Ich möchte im Folgenden auf die umstrittenen Thesen des österreichischen Literaturwissenschaftlers und Autors Raoul Schrott eingehen, die er in seinem 2008 erschienenen Buch „Homers Heimat. Der Kampf um Troja und seine realen Hintergründe“ vorgelegt hat. Homer sei demnach ein griechischer Schreiber in assyrischen Diensten gewesen und habe in der zweiten Hälfte des siebenten Jahrhunderts in Kilikien gelebt und gearbeitet. Er sei also ein griechisches Migrantenkind gewesen und in der griechischen Diaspora im assyrischen Herrschaftsbereich aufgewachsen. Troja sei denn auch nicht in der Troas zu suchen, sondern sei vielmehr in der Südosttürkei zu lokalisieren, genauer in Karatepe. Ich möchte ganz kondensiert die Hauptthesen Schrotts referieren und dann kurz aus meiner Sicht auf sie eingehen:
Vieles bei Homer sei orientalisch geprägt, die Kulturkontaktzone zwischen Ost und West sei Kilikien gewesen. Die Fachwissenschaften dächten in Schubladen und würden die anatolischen bzw. orientalischen Hintergründe ausblenden. Die Beschreibung Trojas bei Homer passe besser zu Karatepe in Kilikien als zu Hissarlik. Etymologisch sei vieles bei Homer aus dem Assyrischen abzuleiten. Die Ilias wird bei Schrott zum Schlüsselroman: Die Assyrer seien die Vorlage für die angreifenden Griechen gewesen, die Trojaner demnach die einheimischen Kilikier. Homer beschreibe also letztendlich Kämpfe zwischen Assyrern und Kilikiern.

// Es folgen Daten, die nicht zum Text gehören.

#[cfg(test)]
mod tests {
    use super::*;
    use crate::module::{FunctionControl, GlobalVar, StorageClass};

    fn function(body: Vec<FunctionInst>) -> Function {
        Function {
            id: ValueId::new(100),
            name: None,
            return_type: TypeId::new(0),
            control: FunctionControl::empty(),
            params: Vec::new(),
            body,
        }
    }

    /// A result-producing placeholder definition with the given type, used
    /// where only the value's declared type matters.
    fn def(id: u32, ty: TypeId) -> FunctionInst {
        FunctionInst::Op(Instruction::with_result(ValueId::new(id), ty, Op::Barrier))
    }

    fn translate<R>(
        module: &Module,
        function: &Function,
        f: impl FnOnce(&ExpressionTranslator<'_>) -> R,
    ) -> R {
        let symbols = SymbolTable::new(module, function);
        let translator = ExpressionTranslator::new(module, function, &symbols);
        f(&translator)
    }

    fn vec2_f32(module: &mut Module) -> (TypeId, TypeId) {
        let f32_ty = module.types.register(Type::F32).unwrap();
        let vec2 = module
            .types
            .register(Type::Vector { element: f32_ty, size: 2 })
            .unwrap();
        (f32_ty, vec2)
    }

    #[test]
    fn test_scalar_constant_inlines_as_literal() {
        let mut module = Module::new();
        let f32_ty = module.types.register(Type::F32).unwrap();
        module.define_constant(ValueId::new(1), f32_ty, Constant::F32(50.0));
        let func = function(Vec::new());
        let expr = translate(&module, &func, |t| t.use_of(ValueId::new(1))).unwrap();
        assert_eq!(expr, Expression::Literal(Literal::F32(50.0)));
    }

    #[test]
    fn test_instruction_result_uses_symbol_name() {
        let mut module = Module::new();
        let f32_ty = module.types.register(Type::F32).unwrap();
        let func = function(vec![def(2, f32_ty)]);
        let expr = translate(&module, &func, |t| t.use_of(ValueId::new(2))).unwrap();
        assert_eq!(expr, Expression::ident("x_2"));
    }

    #[test]
    fn test_unknown_value_rejected() {
        let module = Module::new();
        let func = function(Vec::new());
        let err = translate(&module, &func, |t| t.use_of(ValueId::new(9))).unwrap_err();
        assert!(matches!(err, Error::ValueNotFound(id) if id == ValueId::new(9)));
    }

    #[test]
    fn test_vector_extract_renders_component() {
        let mut module = Module::new();
        let (f32_ty, vec2) = vec2_f32(&mut module);
        let func = function(vec![def(5, vec2)]);
        let inst = Instruction::with_result(
            ValueId::new(6),
            f32_ty,
            Op::CompositeExtract {
                composite: ValueId::new(5),
                indices: vec![1],
            },
        );
        let expr = translate(&module, &func, |t| t.rhs(&inst)).unwrap();
        assert_eq!(expr, Expression::ident("x_5").member("y"));
    }

    #[test]
    fn test_vector_extract_out_of_bounds() {
        let mut module = Module::new();
        let (f32_ty, vec2) = vec2_f32(&mut module);
        let func = function(vec![def(1, vec2)]);
        let inst = Instruction::with_result(
            ValueId::new(2),
            f32_ty,
            Op::CompositeExtract {
                composite: ValueId::new(1),
                indices: vec![900],
            },
        );
        let err = translate(&module, &func, |t| t.rhs(&inst)).unwrap_err();
        assert_eq!(
            err.to_string(),
            "CompositeExtract %2 index value 900 is out of bounds for vector of 2 elements"
        );
    }

    #[test]
    fn test_runtime_array_extract_rejected() {
        let mut module = Module::new();
        let f32_ty = module.types.register(Type::F32).unwrap();
        let rta = module
            .types
            .register(Type::RuntimeArray { element: f32_ty })
            .unwrap();
        let func = function(vec![def(1, rta)]);
        let inst = Instruction::with_result(
            ValueId::new(2),
            f32_ty,
            Op::CompositeExtract {
                composite: ValueId::new(1),
                indices: vec![0],
            },
        );
        let err = translate(&module, &func, |t| t.rhs(&inst)).unwrap_err();
        assert_eq!(err.to_string(), "can't do OpCompositeExtract on a runtime array");
    }

    #[test]
    fn test_extract_folds_through_construct() {
        // x_4 = vec2(x_2, x_3); extracting component 1 yields x_3, not x_4.y.
        let mut module = Module::new();
        let (f32_ty, vec2) = vec2_f32(&mut module);
        let func = function(vec![
            def(2, f32_ty),
            def(3, f32_ty),
            FunctionInst::Op(Instruction::with_result(
                ValueId::new(4),
                vec2,
                Op::CompositeConstruct {
                    operands: vec![ValueId::new(2), ValueId::new(3)],
                },
            )),
        ]);
        let inst = Instruction::with_result(
            ValueId::new(5),
            f32_ty,
            Op::CompositeExtract {
                composite: ValueId::new(4),
                indices: vec![1],
            },
        );
        let expr = translate(&module, &func, |t| t.rhs(&inst)).unwrap();
        assert_eq!(expr, Expression::ident("x_3"));
    }

    #[test]
    fn test_extract_folds_through_composite_constant() {
        let mut module = Module::new();
        let (f32_ty, vec2) = vec2_f32(&mut module);
        module.define_constant(ValueId::new(1), f32_ty, Constant::F32(1.5));
        module.define_constant(ValueId::new(2), f32_ty, Constant::F32(2.5));
        module.define_constant(
            ValueId::new(3),
            vec2,
            Constant::Composite(vec![ValueId::new(1), ValueId::new(2)]),
        );
        let func = function(Vec::new());
        let inst = Instruction::with_result(
            ValueId::new(4),
            f32_ty,
            Op::CompositeExtract {
                composite: ValueId::new(3),
                indices: vec![0],
            },
        );
        let expr = translate(&module, &func, |t| t.rhs(&inst)).unwrap();
        assert_eq!(expr, Expression::Literal(Literal::F32(1.5)));
    }

    #[test]
    fn test_matrix_then_vector_extract() {
        let mut module = Module::new();
        let (f32_ty, vec2) = vec2_f32(&mut module);
        let mat3x2 = module
            .types
            .register(Type::Matrix { column: vec2, columns: 3 })
            .unwrap();
        let func = function(vec![def(1, mat3x2)]);
        let inst = Instruction::with_result(
            ValueId::new(2),
            f32_ty,
            Op::CompositeExtract {
                composite: ValueId::new(1),
                indices: vec![2, 1],
            },
        );
        let expr = translate(&module, &func, |t| t.rhs(&inst)).unwrap();
        assert_eq!(expr, Expression::ident("x_1").index(2).member("y"));
    }

    #[test]
    fn test_matrix_extract_out_of_bounds() {
        let mut module = Module::new();
        let (f32_ty, vec2) = vec2_f32(&mut module);
        let mat3x2 = module
            .types
            .register(Type::Matrix { column: vec2, columns: 3 })
            .unwrap();
        let func = function(vec![def(1, mat3x2)]);
        let inst = Instruction::with_result(
            ValueId::new(2),
            f32_ty,
            Op::CompositeExtract {
                composite: ValueId::new(1),
                indices: vec![3],
            },
        );
        let err = translate(&module, &func, |t| t.rhs(&inst)).unwrap_err();
        assert_eq!(
            err.to_string(),
            "CompositeExtract %2 index value 3 is out of bounds for matrix of 3 elements"
        );
    }

    #[test]
    fn test_fixed_array_extract_not_bounds_checked() {
        let mut module = Module::new();
        let f32_ty = module.types.register(Type::F32).unwrap();
        let arr = module
            .types
            .register(Type::Array { element: f32_ty, size: 4 })
            .unwrap();
        let func = function(vec![def(1, arr)]);
        let inst = Instruction::with_result(
            ValueId::new(2),
            f32_ty,
            Op::CompositeExtract {
                composite: ValueId::new(1),
                indices: vec![10],
            },
        );
        let expr = translate(&module, &func, |t| t.rhs(&inst)).unwrap();
        assert_eq!(expr, Expression::ident("x_1").index(10));
    }

    #[test]
    fn test_access_chain_struct_member() {
        let mut module = Module::new();
        let f32_ty = module.types.register(Type::F32).unwrap();
        let u32_ty = module.types.register(Type::U32).unwrap();
        let s = module
            .types
            .register_struct(vec![(Some("age".to_string()), u32_ty), (None, f32_ty)])
            .unwrap();
        let ptr = module
            .types
            .register(Type::Pointer { pointee: s, class: StorageClass::Private })
            .unwrap();
        module.define_global(GlobalVar {
            id: ValueId::new(1),
            ty: ptr,
            class: StorageClass::Private,
            initializer: None,
        });
        module.set_debug_name(ValueId::new(1), "myvar");
        module.define_constant(ValueId::new(8), u32_ty, Constant::U32(1));
        let func = function(Vec::new());
        let inst = Instruction::with_result(
            ValueId::new(2),
            f32_ty,
            Op::AccessChain {
                base: ValueId::new(1),
                indices: vec![ValueId::new(8)],
            },
        );
        let expr = translate(&module, &func, |t| t.rhs(&inst)).unwrap();
        assert_eq!(expr, Expression::ident("myvar").member("field1"));
    }

    #[test]
    fn test_access_chain_through_runtime_array() {
        let mut module = Module::new();
        let f32_ty = module.types.register(Type::F32).unwrap();
        let u32_ty = module.types.register(Type::U32).unwrap();
        let rta = module
            .types
            .register(Type::RuntimeArray { element: f32_ty })
            .unwrap();
        let ptr = module
            .types
            .register(Type::Pointer { pointee: rta, class: StorageClass::StorageBuffer })
            .unwrap();
        module.define_global(GlobalVar {
            id: ValueId::new(1),
            ty: ptr,
            class: StorageClass::StorageBuffer,
            initializer: None,
        });
        let func = function(vec![def(5, u32_ty)]);
        let inst = Instruction::with_result(
            ValueId::new(2),
            f32_ty,
            Op::AccessChain {
                base: ValueId::new(1),
                indices: vec![ValueId::new(5)],
            },
        );
        let expr = translate(&module, &func, |t| t.rhs(&inst)).unwrap();
        assert_eq!(
            expr,
            Expression::ArrayAccessor {
                base: Box::new(Expression::ident("x_1")),
                index: Box::new(Expression::ident("x_5")),
            }
        );
    }
}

Diese Thesen wurden, soweit ich sehe, fast einhellig von der Forschung abgelehnt, übrigens auch von beiden Seiten des Troja-Streites, nur mit unterschiedlichen Akzentuierungen. Vorsichtigen Zuspruch hat Schrott bislang nur von den Althistorikern Christoph Ulf und Robert Rollinger erfahren, die Schrotts Thesen als Anregung verstehen, sich wieder verstärkt mit den orientalischen Vorgaben auseinanderzusetzen und von Walter Burkert, einem der besten Kenner der orientalisierenden Epoche, der seine Reaktion in der rhetorischen Frage: Warum nicht Karatepe, bündelte.
Ich versuche nun, die Gegenargumente der Forschung zu bündeln und mit einigen eigenen Überlegungen zu versehen: Der große Medienhype war meines Erachtens übertrieben. Man schmälert Homers Leistung nicht, wenn man ihn von West- nach Ostanatolien verlegt. Bislang hat man ja Ionien, vielleicht sogar Smyrna als seine Heimat angenommen. Auch nach Schrott bleibt Homer ja muttersprachlich ein Grieche.
Schrotts Thesen lösen immer noch nicht die Frage nach der Historizität des Trojanischen Krieges. Schrott löst also nicht so viel wie er vorgibt. Mein größter Einwand ist die Frage nach dem geistigen Umfeld, das ein Dichter braucht, so genial er sein mag, um die alten Sängertraditionen zur Großleistung der Ilias zusammenzufassen und grundlegend zu redigieren. Ist es vorstellbar, dass so ein Werk in der Diaspora, in Kilikien entsteht? Rezeptionstheoretisch gesprochen: Ist überhaupt ein Publikum für so ein Monumentalwerk in der griechischen Diaspora vorhanden? Warum schreibt Homer, wenn er schon bilingual war, nicht gleich Assyrisch, für den assyrischen Königshof? Hätte er damit als Migrantenkind nicht besser vorankommen können? Schrotts Kritik, dass die Fachwissenschaften Scheuklappen hätten und sich nicht mit den orientalischen Vorlagen beschäftigen, ist schlichtweg falsch. Forscher wie Walter Burkert, Christoph Ulf, Martin West und v.a.m. haben immer wieder auf die östlichen Traditionen hingewiesen. Es gibt viel Forschungsliteratur dazu, auch interdisziplinäre Tagungen haben immer wieder stattgefunden. Meines Erachtens spricht nach wie vor sehr viel für Ionien als die Heimat Homers. Dort fanden die Kulturkontakte zwischen Ost und West, die Homer brauchte, genauso statt wie in Kilikien. Homer konnte sich dort genauso von der Dichtung des Zweistromlandes inspirieren lassen wie in Kilikien. Und vergessen wir nicht: Die Griechen erwachen geistig in Ionien. Kurz nach den homerischen Epen entsteht dort die vorsokratische Philosophie, später dann auch die Geschichtsschreibung. Thales kommt aus Milet, eben nicht aus Karatepe. Ionien war der Nährboden für den griechischen Geist. Große Werke können immer nur in einem fruchtbaren geistigen Umfeld geschaffen werden. Viele Dinge mussten zusammen kommen, um einen Kultursprung wie die Verschriftlichung der homerischen Epen zu ermöglichen. Ob die Diaspora im Osten, am Rand der griechischen Welt, der geeignete Ort dafür war?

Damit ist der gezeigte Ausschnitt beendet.